Exercise data —
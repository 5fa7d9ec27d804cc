//! Run exports
//!
//! Classified reports go out as JSON Lines (row-per-sample, same shape the
//! dashboard collaborator consumes); machine statuses, component summaries,
//! and the priority table as pretty JSON documents.

use std::io::Write;
use std::path::Path;
use thiserror::Error;
use tracing::info;

use serde::Serialize;

use crate::types::{ClassifiedSample, ComponentSummary, MachineStatus};

#[derive(Debug, Error)]
pub enum ExportError {
    #[error("IO error: {0}")]
    Io(#[from] std::io::Error),

    #[error("Serialization error: {0}")]
    Serialization(#[from] serde_json::Error),
}

fn ensure_parent(path: &Path) -> Result<(), ExportError> {
    if let Some(parent) = path.parent() {
        std::fs::create_dir_all(parent)?;
    }
    Ok(())
}

/// Write classified reports as JSON Lines.
pub fn export_classified(
    path: &Path,
    reports: &[ClassifiedSample],
) -> Result<(), ExportError> {
    ensure_parent(path)?;
    let mut file = std::io::BufWriter::new(std::fs::File::create(path)?);
    for report in reports {
        serde_json::to_writer(&mut file, report)?;
        file.write_all(b"\n")?;
    }
    file.flush()?;
    info!(path = %path.display(), reports = reports.len(), "Classified reports exported");
    Ok(())
}

fn export_pretty<T: Serialize>(path: &Path, value: &T, what: &str) -> Result<(), ExportError> {
    ensure_parent(path)?;
    let json = serde_json::to_string_pretty(value)?;
    std::fs::write(path, json)?;
    info!(path = %path.display(), "{} exported", what);
    Ok(())
}

/// Write machine statuses as one pretty JSON document.
pub fn export_machine_status(
    path: &Path,
    machines: &[MachineStatus],
) -> Result<(), ExportError> {
    export_pretty(path, &machines, "Machine statuses")
}

/// Write component summaries as one pretty JSON document.
pub fn export_component_summary(
    path: &Path,
    summaries: &[ComponentSummary],
) -> Result<(), ExportError> {
    export_pretty(path, &summaries, "Component summaries")
}

/// Write the priority table as one pretty JSON document.
pub fn export_priority_table(
    path: &Path,
    machines: &[MachineStatus],
) -> Result<(), ExportError> {
    export_pretty(path, &machines, "Priority table")
}

#[cfg(test)]
mod tests {
    use super::*;
    use crate::types::{ReportStatus, Sample};
    use chrono::NaiveDate;
    use std::collections::HashMap;

    fn report(n: &str) -> ClassifiedSample {
        ClassifiedSample {
            sample: Sample {
                sample_number: n.to_string(),
                unit_id: "U-1".to_string(),
                machine_name: "Camion".to_string(),
                machine_model: None,
                component_name: "Motor".to_string(),
                sample_date: NaiveDate::from_ymd_opt(2024, 3, 1).unwrap(),
                client: "CDA".to_string(),
                essays: HashMap::new(),
            },
            breaches: Vec::new(),
            breach_count: 0,
            severity_score: 0,
            status: ReportStatus::Normal,
            recommendation: None,
            recommendation_at: None,
            recommendation_error: None,
        }
    }

    #[test]
    fn test_classified_roundtrip_jsonl() {
        let dir = tempfile::tempdir().unwrap();
        let path = dir.path().join("golden").join("classified.jsonl");
        export_classified(&path, &[report("S-1"), report("S-2")]).unwrap();

        let raw = std::fs::read_to_string(&path).unwrap();
        let lines: Vec<&str> = raw.lines().collect();
        assert_eq!(lines.len(), 2);
        let parsed: ClassifiedSample = serde_json::from_str(lines[0]).unwrap();
        assert_eq!(parsed.sample.sample_number, "S-1");
    }

    #[test]
    fn test_export_creates_parent_dirs() {
        let dir = tempfile::tempdir().unwrap();
        let path = dir.path().join("a").join("b").join("machines.json");
        export_machine_status(&path, &[]).unwrap();
        assert!(path.exists());
    }
}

Exercise directions —
Repeat the listing. Keep each line precisely as shown.

Solved problem —
repository 5fa7d9ec27d804cc
//! Run exports
//!
//! Classified reports go out as JSON Lines (row-per-sample, same shape the
//! dashboard collaborator consumes); machine statuses, component summaries,
//! and the priority table as pretty JSON documents.

use std::io::Write;
use std::path::Path;
use thiserror::Error;
use tracing::info;

use serde::Serialize;

use crate::types::{ClassifiedSample, ComponentSummary, MachineStatus};

#[derive(Debug, Error)]
pub enum ExportError {
    #[error("IO error: {0}")]
    Io(#[from] std::io::Error),

    #[error("Serialization error: {0}")]
    Serialization(#[from] serde_json::Error),
}

fn ensure_parent(path: &Path) -> Result<(), ExportError> {
    if let Some(parent) = path.parent() {
        std::fs::create_dir_all(parent)?;
    }
    Ok(())
}

/// Write classified reports as JSON Lines.
pub fn export_classified(
    path: &Path,
    reports: &[ClassifiedSample],
) -> Result<(), ExportError> {
    ensure_parent(path)?;
    let mut file = std::io::BufWriter::new(std::fs::File::create(path)?);
    for report in reports {
        serde_json::to_writer(&mut file, report)?;
        file.write_all(b"\n")?;
    }
    file.flush()?;
    info!(path = %path.display(), reports = reports.len(), "Classified reports exported");
    Ok(())
}

fn export_pretty<T: Serialize>(path: &Path, value: &T, what: &str) -> Result<(), ExportError> {
    ensure_parent(path)?;
    let json = serde_json::to_string_pretty(value)?;
    std::fs::write(path, json)?;
    info!(path = %path.display(), "{} exported", what);
    Ok(())
}

/// Write machine statuses as one pretty JSON document.
pub fn export_machine_status(
    path: &Path,
    machines: &[MachineStatus],
) -> Result<(), ExportError> {
    export_pretty(path, &machines, "Machine statuses")
}

/// Write component summaries as one pretty JSON document.
pub fn export_component_summary(
    path: &Path,
    summaries: &[ComponentSummary],
) -> Result<(), ExportError> {
    export_pretty(path, &summaries, "Component summaries")
}

/// Write the priority table as one pretty JSON document.
pub fn export_priority_table(
    path: &Path,
    machines: &[MachineStatus],
) -> Result<(), ExportError> {
    export_pretty(path, &machines, "Priority table")
}

#[cfg(test)]
mod tests {
    use super::*;
    use crate::types::{ReportStatus, Sample};
    use chrono::NaiveDate;
    use std::collections::HashMap;

    fn report(n: &str) -> ClassifiedSample {
        ClassifiedSample {
            sample: Sample {
                sample_number: n.to_string(),
                unit_id: "U-1".to_string(),
                machine_name: "Camion".to_string(),
                machine_model: None,
                component_name: "Motor".to_string(),
                sample_date: NaiveDate::from_ymd_opt(2024, 3, 1).unwrap(),
                client: "CDA".to_string(),
                essays: HashMap::new(),
            },
            breaches: Vec::new(),
            breach_count: 0,
            severity_score: 0,
            status: ReportStatus::Normal,
            recommendation: None,
            recommendation_at: None,
            recommendation_error: None,
        }
    }

    #[test]
    fn test_classified_roundtrip_jsonl() {
        let dir = tempfile::tempdir().unwrap();
        let path = dir.path().join("golden").join("classified.jsonl");
        export_classified(&path, &[report("S-1"), report("S-2")]).unwrap();

        let raw = std::fs::read_to_string(&path).unwrap();
        let lines: Vec<&str> = raw.lines().collect();
        assert_eq!(lines.len(), 2);
        let parsed: ClassifiedSample = serde_json::from_str(lines[0]).unwrap();
        assert_eq!(parsed.sample.sample_number, "S-1");
    }

    #[test]
    fn test_export_creates_parent_dirs() {
        let dir = tempfile::tempdir().unwrap();
        let path = dir.path().join("a").join("b").join("machines.json");
        export_machine_status(&path, &[]).unwrap();
        assert!(path.exists());
    }
}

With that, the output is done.